Government has limits in job creation
With the election approaching, we are sure to hear candidates talking about jobs plans and ways they want to grow the economy.
There’s no argument jobs are needed in our country. While conditions seemed to have been improving over the last decade, there were still millions of Americans out of work and recent situations have only exacerbated the situation.
Candidates on every level and from every political party are going to be discussing the need for job creation. Some may even talk numbers, telling voters they have plans to create so many jobs if they are elected.
That’s all well and good. As I said, we definitely need jobs. There’s a problem with that, though, and it should be discussed as we all consider whose name we are going to select on our ballots.
There are few situations where government officials can directly create jobs.
Governments can hire individuals to work within their employment structure. For example, local law enforcement, office staff and others who will work for a municipality, county or state. Governments also can establish new positions if officials see a need for a particular focus not currently on the books. Such would be the case if a city were to establish its own economic development department or even a municipal tourism bureau.
Those are all public employees, and while they are jobs, and should be appreciated, they are probably not the kind most people think about when politicians promise job creation.
The majority of jobs come from business creation and growth. Whether it’s a large manufacturing facility, large retail outlet, an office setting or a small-town shop, those are the workplaces most employed Americans go to on a daily basis. The number of employees is determined not by politicians, but by the needs and resources of the business.
Government can have a role in job creation, but it’s limited. Government can help to market an area for development, as well as provide incentive programs to try and lure a business to that area. A city, for example, can contribute to a project by offering tax discounts and promises of utility upgrades in the hope a business will establish a location on the community.

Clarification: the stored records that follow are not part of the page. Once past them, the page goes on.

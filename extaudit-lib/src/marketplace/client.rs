//! Marketplace query client
//!
//! Minimal client for the public extension query endpoint. Only the first matching
//! record of a query is consumed.

use super::{ExtensionMetadata, LookupOutcome, MetadataSource, UNKNOWN_PUBLISHER};
use crate::Result;
use core::time::Duration;
use ohno::{IntoAppError, app_err, bail};
use reqwest::header::{ACCEPT, HeaderValue};
use serde::{Deserialize, Serialize};
use std::sync::Arc;

/// The public marketplace query endpoint.
pub const MARKETPLACE_QUERY_URL: &str = "https://marketplace.visualstudio.com/_apis/public/gallery/extensionquery";

const ACCEPT_QUERY_RESPONSE: &str = "application/json;api-version=3.0-preview.1";

/// Criterion type that matches on the full `publisher.name` identifier.
const FILTER_TYPE_EXTENSION_NAME: u32 = 7;

/// Query flag asking for version information.
const FLAG_INCLUDE_VERSIONS: u32 = 0x1;

#[derive(Debug, Serialize)]
struct QueryRequest<'a> {
    filters: [QueryFilter<'a>; 1],
    flags: u32,
}

#[derive(Debug, Serialize)]
struct QueryFilter<'a> {
    criteria: [QueryCriterion<'a>; 1],
}

#[derive(Debug, Serialize)]
#[serde(rename_all = "camelCase")]
struct QueryCriterion<'a> {
    filter_type: u32,
    value: &'a str,
}

impl<'a> QueryRequest<'a> {
    const fn for_identifier(identifier: &'a str) -> Self {
        Self {
            filters: [QueryFilter {
                criteria: [QueryCriterion {
                    filter_type: FILTER_TYPE_EXTENSION_NAME,
                    value: identifier,
                }],
            }],
            flags: FLAG_INCLUDE_VERSIONS,
        }
    }
}

#[derive(Debug, Default, Deserialize)]
struct QueryResponse {
    results: Option<Vec<QueryResult>>,
}

#[derive(Debug, Deserialize)]
struct QueryResult {
    extensions: Option<Vec<RawExtension>>,
}

/// Marketplace extension record with only the fields we need
#[derive(Debug, Deserialize)]
#[serde(rename_all = "camelCase")]
struct RawExtension {
    display_name: Option<String>,
    extension_name: Option<String>,
    short_description: Option<String>,
    description: Option<String>,
    publisher: Option<RawPublisher>,
}

#[derive(Debug, Deserialize)]
#[serde(rename_all = "camelCase")]
struct RawPublisher {
    display_name: Option<String>,
    publisher_name: Option<String>,
}

impl QueryResponse {
    fn into_first_extension(self) -> Option<RawExtension> {
        self.results?.into_iter().next()?.extensions?.into_iter().next()
    }
}

impl RawExtension {
    fn into_metadata(self, identifier: &str) -> ExtensionMetadata {
        let display_name = non_empty(self.display_name)
            .or_else(|| non_empty(self.extension_name))
            .unwrap_or_else(|| identifier.to_string());

        let description = non_empty(self.short_description)
            .or_else(|| non_empty(self.description))
            .unwrap_or_default();

        let publisher = self
            .publisher
            .and_then(|p| non_empty(p.display_name).or_else(|| non_empty(p.publisher_name)))
            .unwrap_or_else(|| UNKNOWN_PUBLISHER.to_string());

        ExtensionMetadata::new(display_name, description, publisher)
    }
}

fn non_empty(value: Option<String>) -> Option<String> {
    value.filter(|s| !s.is_empty())
}

/// Marketplace API client
#[derive(Debug, Clone)]
#[expect(clippy::struct_field_names, reason = "client field stores the underlying HTTP client")]
pub struct Client {
    client: reqwest::Client,
    endpoint: String,
}

impl Client {
    /// Create a client for the query endpoint at `endpoint`.
    pub fn new(endpoint: impl Into<String>, timeout: Duration) -> Result<Self> {
        let client = reqwest::Client::builder()
            .user_agent(concat!("extaudit/", env!("CARGO_PKG_VERSION")))
            .timeout(timeout)
            .build()
            .into_app_err("creating HTTP client")?;

        Ok(Self {
            client,
            endpoint: endpoint.into(),
        })
    }

    /// Query the marketplace for `identifier`.
    ///
    /// Returns `Ok(None)` when the marketplace answered without a matching record.
    pub async fn query(&self, identifier: &str) -> Result<Option<ExtensionMetadata>> {
        let resp = self
            .client
            .post(&self.endpoint)
            .header(ACCEPT, HeaderValue::from_static(ACCEPT_QUERY_RESPONSE))
            .json(&QueryRequest::for_identifier(identifier))
            .send()
            .await
            .map_err(|e| app_err!("request failed: {e}"))?;

        let status = resp.status();
        if !status.is_success() {
            bail!("marketplace returned HTTP status {status}");
        }

        let body = resp.bytes().await.map_err(|e| app_err!("failed to read response: {e}"))?;
        let response: QueryResponse = serde_json::from_slice(&body).map_err(|e| app_err!("failed to parse response: {e}"))?;

        Ok(response.into_first_extension().map(|ext| ext.into_metadata(identifier)))
    }
}

impl MetadataSource for Client {
    async fn lookup(&self, identifier: &str) -> LookupOutcome {
        match self.query(identifier).await {
            Ok(Some(metadata)) => LookupOutcome::Found(metadata),
            Ok(None) => LookupOutcome::NotFound,
            Err(e) => LookupOutcome::Failed(Arc::new(e)),
        }
    }
}
use crate::Result;
use crate::inventory::UserEntries;
use crate::marketplace::{ExtensionMetadata, UNKNOWN_PUBLISHER};
use indexmap::IndexMap;
use ohno::IntoAppError;
use serde::{Deserialize, Serialize};
use std::borrow::Cow;

/// Description shown for identifiers that have no metadata entry.
pub const UNAVAILABLE_DESCRIPTION: &str = "Extension information not available";

/// The outcome of an analysis run, and the format of the exported JSON file.
#[derive(Debug, Clone, Default, PartialEq, Eq, Serialize, Deserialize)]
pub struct AnalysisResult {
    /// Metadata per marketplace identifier, in first-seen order.
    pub extensions: IndexMap<String, ExtensionMetadata>,

    /// Installed extensions per user, in input order.
    pub users: UserEntries,
}

impl AnalysisResult {
    #[must_use]
    pub const fn new(extensions: IndexMap<String, ExtensionMetadata>, users: UserEntries) -> Self {
        Self { extensions, users }
    }

    /// Parse a previously exported result.
    pub fn from_json(text: &str) -> Result<Self> {
        serde_json::from_str(text).into_app_err("parsing analysis result")
    }

    /// Metadata for `identifier`, or a stand-in when the run never resolved it.
    #[must_use]
    pub fn metadata_for(&self, identifier: &str) -> Cow<'_, ExtensionMetadata> {
        self.extensions.get(identifier).map_or_else(
            || Cow::Owned(ExtensionMetadata::new(identifier, UNAVAILABLE_DESCRIPTION, UNKNOWN_PUBLISHER)),
            Cow::Borrowed,
        )
    }

    #[must_use]
    pub fn total_users(&self) -> usize {
        self.users.len()
    }

    /// Number of entries across all users, duplicates included.
    #[must_use]
    pub fn total_entries(&self) -> usize {
        self.users.values().map(Vec::len).sum()
    }

    #[must_use]
    pub fn unique_extensions(&self) -> usize {
        self.extensions.len()
    }

    /// Metadata entries that do not stand in for a failed lookup.
    ///
    /// Not-found placeholders count as successful, since the marketplace did answer.
    #[must_use]
    pub fn successful_lookups(&self) -> usize {
        self.extensions.values().filter(|m| !m.is_lookup_error()).count()
    }

    #[must_use]
    pub fn failed_lookups(&self) -> usize {
        self.extensions.values().filter(|m| m.is_lookup_error()).count()
    }
}

#[cfg(test)]
mod tests {
    use super::*;
    use crate::inventory::decode;

    fn sample() -> AnalysisResult {
        let inventory = decode("alice:\n  - foo.bar-1.2.3\n  - baz.qux-0.1.0\nbob:\n  - foo.bar-1.2.3\n");
        let mut extensions = IndexMap::new();
        let _ = extensions.insert("foo.bar".to_string(), ExtensionMetadata::new("Foo", "Does foo", "Foo Inc"));
        let _ = extensions.insert("baz.qux".to_string(), ExtensionMetadata::lookup_error("baz.qux", "HTTP 500"));
        AnalysisResult::new(extensions, inventory.users)
    }

    #[test]
    fn test_counts() {
        let result = sample();
        assert_eq!(result.total_users(), 2);
        assert_eq!(result.total_entries(), 3);
        assert_eq!(result.unique_extensions(), 2);
        assert_eq!(result.successful_lookups(), 1);
        assert_eq!(result.failed_lookups(), 1);
    }

    #[test]
    fn test_metadata_for_known() {
        let result = sample();
        assert!(matches!(result.metadata_for("foo.bar"), Cow::Borrowed(_)));
        assert_eq!(result.metadata_for("foo.bar").display_name, "Foo");
    }

    #[test]
    fn test_metadata_for_unknown() {
        let result = sample();
        let metadata = result.metadata_for("never.looked-up");
        assert_eq!(metadata.display_name, "never.looked-up");
        assert_eq!(metadata.description, UNAVAILABLE_DESCRIPTION);
        assert_eq!(metadata.publisher, "Unknown");
    }

    #[test]
    fn test_json_shape() {
        let json = serde_json::to_value(sample()).unwrap();

        assert_eq!(json["extensions"]["foo.bar"]["displayName"], "Foo");
        assert_eq!(json["users"]["alice"][0]["identifier"], "foo.bar");
        assert_eq!(json["users"]["alice"][0]["version"], "1.2.3");
        assert_eq!(json["users"]["alice"][0]["originalDirname"], "foo.bar-1.2.3");
        assert_eq!(json["users"]["bob"].as_array().unwrap().len(), 1);
    }

    #[test]
    fn test_json_keeps_insertion_order() {
        let text = serde_json::to_string(&sample()).unwrap();
        assert!(text.find("\"alice\"").unwrap() < text.find("\"bob\"").unwrap());
        assert!(text.find("\"foo.bar\"").unwrap() < text.find("\"baz.qux\"").unwrap());
    }

    #[test]
    fn test_from_json_roundtrip() {
        let result = sample();
        let text = serde_json::to_string_pretty(&result).unwrap();
        assert_eq!(AnalysisResult::from_json(&text).unwrap(), result);
    }

    #[test]
    fn test_from_json_older_export() {
        let result = AnalysisResult::from_json(
            r#"{
                "extensions": { "foo.bar": { "name": "Foo", "description": "Does foo" } },
                "users": { "alice": [ { "identifier": "foo.bar", "version": null, "originalName": "foo.bar" } ] }
            }"#,
        )
        .unwrap();

        assert_eq!(result.extensions["foo.bar"].publisher, "Unknown");
        assert_eq!(result.users["alice"][0].version(), None);
        assert_eq!(result.users["alice"][0].original_name(), "foo.bar");
    }

    #[test]
    fn test_from_json_invalid() {
        let err = AnalysisResult::from_json("{ not json").unwrap_err();
        assert!(err.to_string().contains("parsing analysis result"));
    }
}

Governments can streamline the licensing and zoning process, which stipulate fees for operation and specific areas of a community a business can locate.
States can offer similar arrangements by building roads, offering grants or loans to assist a business in getting on its feet, or by changing the tax structure.
Just because these incentive programs exist, it doesn’t mean a business has to bite, and if they do, there is little government can do to dictate how many people a business employs.
Government has its own impact on the economy. Changes in the economy can then influence decisions by a business. However, if the government had as much control over job creation as politicians like to say, do you really think there would be so much unemployment in our country? If it was really so simple, I would think everyone would have a job.
We’re going to hear many promises in the coming weeks. Politicians make promises in an attempt to get your vote. It’s up to each of us who plans to participate in the coming election to look beyond the rhetoric and educate ourselves on government’s role in our society.
They can try and promise us the moon and the stars. What will we actually be left with once they are in office?